Companies stumble when their planning and execution processes cannot match the pace with which changes propagate in a networked world.
Amit S. Mukherjee
This ability to see around corners helped Nokia get to the top of its market, but ultimately fell short in crucial ways. A “chief network officer” can help companies keep track of supply chain networks and develop contingencies in case of disruption.
Risto Siilasmaa, chairman of Nokia in 2012 as it faced the prospect of bankruptcy, writes in Transforming Nokia about how his “paranoid optimism” strategic framework helped pull the company back from the brink of disaster. When leaders imagine and prepare for the most negative scenarios, they cultivate the habit of constant vigilance. When leaders are optimistic, it’s because they’ve already evaluated the worst that can happen. Under Siilasmaa’s leadership, Nokia sold its Devices & Services division to Microsoft (one of many savvy moves by Microsoft to make up for its own slow response to digital disruptors) and focused Nokia on building broadband and telecommunications equipment and services to “connect the world.” He offers this additional advice:
- Break problems into their component parts and solve each one systematically.
- Practice doing the right things correctly to improve your luck.
- Above all, invoke the Finnish trait of sisu, persistence.
Over the course of a year, we each have 365 daily opportunities to boost the possibility of a positive scenario.
Risto Siilasmaa
You Still Need a Killer Product
In Fish Can’t See Water, authors Kai Hammerich and Richard D. Lewis blamed increasing complexity for Nokia’s woes. As its cell phone business grew, Nokia marketed 100 different models to 150 countries and juggled 500 separate network operators.
The company’s market lead made it arrogant and insular. Both vendors and customers complained it was unresponsive. Apple introduced the iPhone with the question “Why have 100 different models when you can have one insanely good one?” The bottom line was, it had a better product.
In the early days of enterprise websites, upstart Google challenged Yahoo’s dominance of the space by offering email and file-sharing services for free, services Yahoo charged for. While Yahoo still grew into an internet juggernaut, it never again surpassed Google’s lead. It missed an opportunity to cash out when it said no to Microsoft’s offer to buy it for $45 billion in 2008. Verizon bought Yahoo’s core business for $4.83 billion in 2016. Still, as journalist Justin Choi points out, “Google Isn’t Safe from Yahoo’s Fate.”
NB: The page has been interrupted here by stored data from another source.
use crate::models::{JobPosting, NotificationLog, PushMessage, Seeker};
use crate::services::store::{JobStore, NotificationLogStore, PushSender, SeekerStore, StoreError};
use async_trait::async_trait;
use std::collections::HashSet;
use std::sync::Mutex;

/// In-memory backend used by tests and local dry runs
///
/// Can simulate an unavailable backend and per-seeker write failures.
#[derive(Default)]
pub struct InMemoryStore {
    jobs: Mutex<Vec<JobPosting>>,
    seekers: Mutex<Vec<Seeker>>,
    logs: Mutex<Vec<NotificationLog>>,
    pushes: Mutex<Vec<PushMessage>>,
    seekers_unavailable: Mutex<bool>,
    failing_log_seekers: Mutex<HashSet<String>>,
    failing_push_tokens: Mutex<HashSet<String>>,
}

impl InMemoryStore {
    pub fn new() -> Self {
        Self::default()
    }

    pub fn with_job(self, job: JobPosting) -> Self {
        self.jobs.lock().unwrap_or_else(|e| e.into_inner()).push(job);
        self
    }

    pub fn with_seekers(self, seekers: Vec<Seeker>) -> Self {
        self.seekers
            .lock()
            .unwrap_or_else(|e| e.into_inner())
            .extend(seekers);
        self
    }

    /// Make seeker queries fail as if the backend were down
    pub fn with_seekers_unavailable(self) -> Self {
        *self.seekers_unavailable.lock().unwrap_or_else(|e| e.into_inner()) = true;
        self
    }

    /// Make log writes for one seeker fail
    pub fn with_failing_log(self, seeker_id: &str) -> Self {
        self.failing_log_seekers
            .lock()
            .unwrap_or_else(|e| e.into_inner())
            .insert(seeker_id.to_string());
        self
    }

    /// Make pushes to one token fail
    pub fn with_failing_push(self, push_token: &str) -> Self {
        self.failing_push_tokens
            .lock()
            .unwrap_or_else(|e| e.into_inner())
            .insert(push_token.to_string());
        self
    }

    /// Log rows written so far
    pub fn logs(&self) -> Vec<NotificationLog> {
        self.logs.lock().unwrap_or_else(|e| e.into_inner()).clone()
    }

    /// Push messages sent so far
    pub fn pushes(&self) -> Vec<PushMessage> {
        self.pushes.lock().unwrap_or_else(|e| e.into_inner()).clone()
    }
}

#[async_trait]
impl JobStore for InMemoryStore {
    async fn get_job(&self, job_id: &str) -> Result<JobPosting, StoreError> {
        self.jobs
            .lock()
            .unwrap_or_else(|e| e.into_inner())
            .iter()
            .find(|job| job.id == job_id)
            .cloned()
            .ok_or_else(|| StoreError::NotFound(format!("Job {} not found", job_id)))
    }
}

#[async_trait]
impl SeekerStore for InMemoryStore {
    async fn list_notifiable_seekers(&self) -> Result<Vec<Seeker>, StoreError> {
        if *self.seekers_unavailable.lock().unwrap_or_else(|e| e.into_inner()) {
            return Err(StoreError::Unavailable("seeker store offline".to_string()));
        }
        Ok(self.seekers.lock().unwrap_or_else(|e| e.into_inner()).clone())
    }
}

#[async_trait]
impl NotificationLogStore for InMemoryStore {
    async fn record(&self, log: &NotificationLog) -> Result<(), StoreError> {
        if self
            .failing_log_seekers
            .lock()
            .unwrap_or_else(|e| e.into_inner())
            .contains(&log.seeker_id)
        {
            return Err(StoreError::Unavailable(format!(
                "log write rejected for {}",
                log.seeker_id
            )));
        }
        self.logs
            .lock()
            .unwrap_or_else(|e| e.into_inner())
            .push(log.clone());
        Ok(())
    }
}

#[async_trait]
impl PushSender for InMemoryStore {
    async fn send(&self, message: &PushMessage) -> Result<(), StoreError> {
        if self
            .failing_push_tokens
            .lock()
            .unwrap_or_else(|e| e.into_inner())
            .contains(&message.to)
        {
            return Err(StoreError::Unavailable(format!("push rejected for {}", message.to)));
        }
        self.pushes
            .lock()
            .unwrap_or_else(|e| e.into_inner())
            .push(message.clone());
        Ok(())
    }
}
use serde::{Deserialize, Serialize};
use validator::Validate;

/// Request to notify seekers about a newly created job
#[derive(Debug, Clone, Serialize, Deserialize, Validate)]
pub struct NotifyJobRequest {
    #[validate(length(min = 1))]
    #[serde(alias = "job_id", rename = "jobId", default)]
    pub job_id: String,
    /// Match without writing logs or sending pushes
    #[serde(alias = "dry_run", rename = "dryRun", default)]
    pub dry_run: bool,
}
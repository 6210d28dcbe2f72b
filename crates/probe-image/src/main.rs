//! Probe fixture server entry point.

use common::server;
use probe_image::config::Config;
use probe_image::routes::{self, AppState};
use std::sync::Arc;
use tracing::{error, info};

#[tokio::main]
async fn main() -> Result<(), Box<dyn std::error::Error>> {
    common::observability::init_tracing("probe_image=debug,tower_http=debug")?;

    let config = Config::from_env().map_err(|e| {
        error!("Failed to load configuration: {}", e);
        e
    })?;

    info!(
        bind_address = %config.server.bind_address,
        healthz_window_secs = config.healthz_window.as_secs(),
        "Starting probe fixture"
    );

    let state = Arc::new(AppState::new(config.healthz_window));
    let app = routes::build_routes(state);

    server::run(app, &config.server).await.map_err(|e| {
        error!("Probe fixture failed: {}", e);
        e
    })?;

    Ok(())
}
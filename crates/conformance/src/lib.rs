//! Serving Conformance Test Suite
//!
//! This crate checks that a serverless platform carries container lifecycle
//! events into status conditions. A revision whose container crashes or fails
//! its probes must say so on its `Ready` condition, and so must the
//! Configuration that owns it.
//!
//! The reusable piece is the convergence watcher in [`eventual`]: it polls a
//! resource and hands every snapshot to a [`matchers::StatePredicate`] until
//! the predicate settles or the deadline passes.
//!
//! # Features
//!
//! - `smoke`: kubectl reaches the cluster and the test namespace exists (seconds)
//! - `conformance`: probe and crash propagation scenarios (several minutes)
//! - `all`: Enable all test categories
//!
//! # Prerequisites
//!
//! 1. A cluster with the serving CRDs installed
//! 2. The test namespace created (`serving-tests` unless overridden)
//! 3. Test images (`failing`, `probe`) pushed to `SERVING_IMAGE_REPO`
//! 4. kubectl in PATH (or `KUBECTL` set)
//!
//! # Usage
//!
//! ```bash
//! # Unit tests only, no cluster needed
//! cargo test -p conformance
//!
//! # Smoke checks
//! cargo test -p conformance --features smoke
//!
//! # Full suite
//! cargo test -p conformance --features all
//! ```

pub mod cluster;
pub mod conditions;
pub mod config;
pub mod context;
pub mod eventual;
pub mod fixtures;
pub mod matchers;

/// Install a test-writer tracing subscriber.
///
/// Safe to call from every scenario; only the first call installs it.
pub fn init_test_tracing() {
    let _ = tracing_subscriber::fmt()
        .with_env_filter(
            tracing_subscriber::EnvFilter::try_from_default_env()
                .unwrap_or_else(|_| "conformance=debug".into()),
        )
        .with_test_writer()
        .try_init();
}
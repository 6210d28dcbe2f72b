//! Greeting and liveness handlers.

use crate::routes::AppState;
use axum::extract::State;
use std::sync::Arc;
use tracing::info;

/// Greets the configured target.
pub async fn hello(State(state): State<Arc<AppState>>) -> String {
    info!("Hello world received a request.");
    format!("Hello {}!\n", state.target)
}

/// Liveness endpoint. Stays healthy until the process is stopped.
pub async fn healthz() -> &'static str {
    info!("Received a health check request");
    "I'm still healthy"
}
//! HTTP request handlers for the probe fixture.

mod health;

pub use health::{healthy, healthz, unhealthy};
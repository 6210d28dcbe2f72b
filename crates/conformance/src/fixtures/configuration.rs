//! Configuration manifests.
//!
//! Builds `serving.knative.dev/v1alpha1` Configuration objects with optional
//! readiness and liveness probes on the single user container.

use serde::Serialize;
use serde_json::{json, Value};

pub const SERVING_API_VERSION: &str = "serving.knative.dev/v1alpha1";

/// Names of the resources a scenario works with.
#[derive(Debug, Clone, PartialEq, Eq)]
pub struct ResourceNames {
    /// Configuration object name.
    pub config: String,
    /// Test image name, without repository or tag.
    pub image: String,
}

impl ResourceNames {
    pub fn new(config: impl Into<String>, image: impl Into<String>) -> Self {
        Self {
            config: config.into(),
            image: image.into(),
        }
    }
}

/// HTTP GET probe action. Empty fields let the platform fill in the user
/// port and `/`.
#[derive(Debug, Clone, Default, PartialEq, Eq, Serialize)]
pub struct HttpGetAction {
    #[serde(skip_serializing_if = "Option::is_none")]
    pub path: Option<String>,

    #[serde(skip_serializing_if = "Option::is_none")]
    pub port: Option<u16>,
}

/// Container probe. Unset timing fields fall back to the kubelet defaults.
#[derive(Debug, Clone, Default, PartialEq, Eq, Serialize)]
#[serde(rename_all = "camelCase")]
pub struct Probe {
    pub http_get: HttpGetAction,

    #[serde(skip_serializing_if = "Option::is_none")]
    pub initial_delay_seconds: Option<i32>,

    #[serde(skip_serializing_if = "Option::is_none")]
    pub timeout_seconds: Option<i32>,

    #[serde(skip_serializing_if = "Option::is_none")]
    pub period_seconds: Option<i32>,

    #[serde(skip_serializing_if = "Option::is_none")]
    pub success_threshold: Option<i32>,

    #[serde(skip_serializing_if = "Option::is_none")]
    pub failure_threshold: Option<i32>,
}

impl Probe {
    /// HTTP GET probe with every field left to defaults.
    pub fn http_get() -> Self {
        Self::default()
    }

    /// HTTP GET probe against `path`.
    pub fn http_get_path(path: impl Into<String>) -> Self {
        Self {
            http_get: HttpGetAction {
                path: Some(path.into()),
                port: None,
            },
            ..Default::default()
        }
    }

    /// Set all timing fields at once.
    pub fn with_timing(
        mut self,
        initial_delay_seconds: i32,
        timeout_seconds: i32,
        period_seconds: i32,
        success_threshold: i32,
        failure_threshold: i32,
    ) -> Self {
        self.initial_delay_seconds = Some(initial_delay_seconds);
        self.timeout_seconds = Some(timeout_seconds);
        self.period_seconds = Some(period_seconds);
        self.success_threshold = Some(success_threshold);
        self.failure_threshold = Some(failure_threshold);
        self
    }
}

/// Knobs on the created Configuration.
#[derive(Debug, Clone, Default, PartialEq, Eq)]
pub struct ConfigurationOptions {
    pub readiness_probe: Option<Probe>,
    pub liveness_probe: Option<Probe>,
    /// Extra container environment, e.g. `TARGET` for the greeting image.
    pub env: Vec<(String, String)>,
}

/// Render the Configuration manifest for `names`.
pub fn configuration_manifest(
    names: &ResourceNames,
    namespace: &str,
    image_path: &str,
    options: &ConfigurationOptions,
) -> Value {
    let mut container = json!({ "image": image_path });

    if let Some(probe) = &options.readiness_probe {
        container["readinessProbe"] = json!(probe);
    }
    if let Some(probe) = &options.liveness_probe {
        container["livenessProbe"] = json!(probe);
    }
    if !options.env.is_empty() {
        container["env"] = options
            .env
            .iter()
            .map(|(name, value)| json!({ "name": name, "value": value }))
            .collect();
    }

    json!({
        "apiVersion": SERVING_API_VERSION,
        "kind": "Configuration",
        "metadata": {
            "name": names.config,
            "namespace": namespace,
        },
        "spec": {
            "revisionTemplate": {
                "metadata": {
                    "labels": { "serving.knative.dev/test-image": names.image },
                },
                "spec": { "container": container },
            },
        },
    })
}
//! Fail-on-demand fixture server entry point.

use common::server;
use failondemand_image::config::Config;
use failondemand_image::routes::{self, AppState};
use failondemand_image::terminator::ProcessTerminator;
use std::sync::Arc;
use tracing::{error, info};

#[tokio::main]
async fn main() -> Result<(), Box<dyn std::error::Error>> {
    common::observability::init_tracing("failondemand_image=debug,tower_http=debug")?;

    info!("Started");

    let config = Config::from_env().map_err(|e| {
        error!("Failed to load configuration: {}", e);
        e
    })?;

    info!(
        bind_address = %config.server.bind_address,
        target = %config.target,
        "Configuration loaded successfully"
    );

    let state = Arc::new(AppState {
        target: config.target.clone(),
        terminator: Arc::new(ProcessTerminator),
    });
    let app = routes::build_routes(state);

    server::run(app, &config.server).await.map_err(|e| {
        error!("Fail-on-demand fixture failed: {}", e);
        e
    })?;

    Ok(())
}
While other companies like Facebook are focusing audience engagement techniques on “apps and feeds,” Google remains focused on “browsers and websites.” Google relies on search, where customers already know what they’re looking for, while Facebook cultivates discovery. Facebook is now the main source of traffic for content providers. As users rely more on mobile they prefer viewing curated feeds rather than websites. Only by taking steps to restructure its digital ad business will Google stay relevant as new trends emerge.